_WORK TO COMPLETE_: Find each line in the records below that contains the word "FileBaselineStore", and copy it out.

[Collection entries]
□ □ □ □ □ □ □

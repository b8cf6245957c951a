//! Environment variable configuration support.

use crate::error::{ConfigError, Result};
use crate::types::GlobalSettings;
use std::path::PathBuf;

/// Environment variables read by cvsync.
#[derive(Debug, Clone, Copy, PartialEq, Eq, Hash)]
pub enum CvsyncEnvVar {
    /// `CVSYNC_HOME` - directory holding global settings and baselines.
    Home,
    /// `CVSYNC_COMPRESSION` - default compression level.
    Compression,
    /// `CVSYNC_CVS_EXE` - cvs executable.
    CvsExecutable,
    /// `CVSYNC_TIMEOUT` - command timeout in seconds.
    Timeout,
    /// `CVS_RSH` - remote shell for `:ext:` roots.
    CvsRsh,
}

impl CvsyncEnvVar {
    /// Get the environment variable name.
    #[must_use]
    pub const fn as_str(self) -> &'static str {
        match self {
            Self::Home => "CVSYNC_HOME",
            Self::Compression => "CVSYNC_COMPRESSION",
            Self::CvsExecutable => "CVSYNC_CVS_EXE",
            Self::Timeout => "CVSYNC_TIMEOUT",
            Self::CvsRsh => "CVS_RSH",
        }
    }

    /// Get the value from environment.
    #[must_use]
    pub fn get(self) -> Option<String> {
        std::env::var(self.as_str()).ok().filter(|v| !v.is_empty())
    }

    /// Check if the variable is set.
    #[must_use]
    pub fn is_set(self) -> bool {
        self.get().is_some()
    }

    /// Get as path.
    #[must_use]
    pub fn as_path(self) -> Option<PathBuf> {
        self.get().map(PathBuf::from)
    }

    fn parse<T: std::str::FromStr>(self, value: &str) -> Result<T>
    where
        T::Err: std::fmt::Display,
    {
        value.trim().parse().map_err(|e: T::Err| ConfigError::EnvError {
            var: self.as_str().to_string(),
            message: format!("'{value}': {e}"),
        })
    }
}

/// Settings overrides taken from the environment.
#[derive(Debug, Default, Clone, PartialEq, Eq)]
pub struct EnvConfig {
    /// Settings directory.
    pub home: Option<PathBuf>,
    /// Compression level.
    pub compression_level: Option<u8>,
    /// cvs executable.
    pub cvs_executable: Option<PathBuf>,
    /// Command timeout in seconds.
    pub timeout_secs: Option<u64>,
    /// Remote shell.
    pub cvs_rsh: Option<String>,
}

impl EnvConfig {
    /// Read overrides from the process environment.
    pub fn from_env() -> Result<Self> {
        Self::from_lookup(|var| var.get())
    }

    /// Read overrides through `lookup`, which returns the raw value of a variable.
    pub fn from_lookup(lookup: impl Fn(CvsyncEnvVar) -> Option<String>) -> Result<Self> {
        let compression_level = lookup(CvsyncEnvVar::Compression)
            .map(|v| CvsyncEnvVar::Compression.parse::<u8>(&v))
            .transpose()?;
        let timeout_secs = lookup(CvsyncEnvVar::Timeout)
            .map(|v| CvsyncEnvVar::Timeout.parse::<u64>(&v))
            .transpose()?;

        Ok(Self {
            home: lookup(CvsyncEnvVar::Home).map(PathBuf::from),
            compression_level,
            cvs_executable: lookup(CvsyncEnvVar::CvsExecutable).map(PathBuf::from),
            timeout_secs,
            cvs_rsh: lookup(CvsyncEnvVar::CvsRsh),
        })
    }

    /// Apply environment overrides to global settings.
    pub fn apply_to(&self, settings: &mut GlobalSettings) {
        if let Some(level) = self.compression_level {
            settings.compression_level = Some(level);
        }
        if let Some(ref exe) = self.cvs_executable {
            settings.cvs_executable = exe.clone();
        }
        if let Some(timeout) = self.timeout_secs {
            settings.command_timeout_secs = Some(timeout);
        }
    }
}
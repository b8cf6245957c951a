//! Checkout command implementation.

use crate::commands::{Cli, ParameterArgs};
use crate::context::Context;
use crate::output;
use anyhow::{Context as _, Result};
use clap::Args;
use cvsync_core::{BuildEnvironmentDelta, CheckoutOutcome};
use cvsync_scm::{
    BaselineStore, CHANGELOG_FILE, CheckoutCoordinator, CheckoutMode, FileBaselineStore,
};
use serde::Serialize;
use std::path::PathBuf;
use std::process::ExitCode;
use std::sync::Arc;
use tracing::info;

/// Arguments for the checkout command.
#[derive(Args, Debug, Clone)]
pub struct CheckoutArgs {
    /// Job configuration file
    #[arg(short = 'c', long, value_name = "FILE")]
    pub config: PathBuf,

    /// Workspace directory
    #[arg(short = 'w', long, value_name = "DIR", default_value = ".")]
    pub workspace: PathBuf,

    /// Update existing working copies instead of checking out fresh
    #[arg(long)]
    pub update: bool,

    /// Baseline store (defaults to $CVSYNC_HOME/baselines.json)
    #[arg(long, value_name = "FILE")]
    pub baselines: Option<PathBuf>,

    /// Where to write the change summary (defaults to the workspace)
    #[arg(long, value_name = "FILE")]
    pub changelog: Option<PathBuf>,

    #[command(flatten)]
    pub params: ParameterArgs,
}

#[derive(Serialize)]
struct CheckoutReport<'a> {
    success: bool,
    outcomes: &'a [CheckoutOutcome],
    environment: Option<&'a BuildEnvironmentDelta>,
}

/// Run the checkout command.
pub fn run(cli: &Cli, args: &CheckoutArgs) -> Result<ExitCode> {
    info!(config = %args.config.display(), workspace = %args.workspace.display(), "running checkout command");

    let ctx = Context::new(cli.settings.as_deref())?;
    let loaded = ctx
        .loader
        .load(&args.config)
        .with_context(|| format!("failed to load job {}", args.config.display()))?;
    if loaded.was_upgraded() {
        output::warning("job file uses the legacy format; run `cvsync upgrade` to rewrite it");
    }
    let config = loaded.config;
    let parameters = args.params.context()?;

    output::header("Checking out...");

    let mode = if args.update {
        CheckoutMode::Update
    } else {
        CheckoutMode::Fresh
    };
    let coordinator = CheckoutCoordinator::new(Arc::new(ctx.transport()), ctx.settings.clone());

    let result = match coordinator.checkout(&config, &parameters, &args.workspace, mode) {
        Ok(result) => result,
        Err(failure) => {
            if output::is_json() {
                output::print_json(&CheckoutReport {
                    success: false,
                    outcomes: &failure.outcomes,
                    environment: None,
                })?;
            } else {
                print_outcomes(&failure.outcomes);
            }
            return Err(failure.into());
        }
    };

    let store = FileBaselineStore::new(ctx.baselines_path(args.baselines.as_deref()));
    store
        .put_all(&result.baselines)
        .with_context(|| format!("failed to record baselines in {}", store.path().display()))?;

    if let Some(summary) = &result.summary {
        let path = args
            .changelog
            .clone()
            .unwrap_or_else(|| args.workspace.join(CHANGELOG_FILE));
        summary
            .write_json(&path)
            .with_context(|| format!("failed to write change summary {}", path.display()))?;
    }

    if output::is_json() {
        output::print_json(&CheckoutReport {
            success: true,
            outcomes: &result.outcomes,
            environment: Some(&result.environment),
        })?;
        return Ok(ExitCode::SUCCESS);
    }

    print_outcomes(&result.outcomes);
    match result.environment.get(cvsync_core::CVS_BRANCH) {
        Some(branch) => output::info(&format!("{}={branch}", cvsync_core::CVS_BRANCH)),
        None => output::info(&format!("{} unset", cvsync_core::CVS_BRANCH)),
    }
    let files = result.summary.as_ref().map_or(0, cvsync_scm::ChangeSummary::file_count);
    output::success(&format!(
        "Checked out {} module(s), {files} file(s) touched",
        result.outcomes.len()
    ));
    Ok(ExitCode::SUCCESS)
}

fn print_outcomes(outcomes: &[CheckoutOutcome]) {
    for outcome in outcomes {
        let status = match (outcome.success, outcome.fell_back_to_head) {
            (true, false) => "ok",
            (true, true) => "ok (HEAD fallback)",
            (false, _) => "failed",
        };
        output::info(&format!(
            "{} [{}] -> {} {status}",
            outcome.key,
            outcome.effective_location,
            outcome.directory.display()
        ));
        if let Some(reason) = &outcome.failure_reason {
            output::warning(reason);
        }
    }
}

□ □ □ □ □ □ □

_COMPLETED TASK_:
    BaselineStore, CHANGELOG_FILE, CheckoutCoordinator, CheckoutMode, FileBaselineStore,
    let store = FileBaselineStore::new(ctx.baselines_path(args.baselines.as_deref()));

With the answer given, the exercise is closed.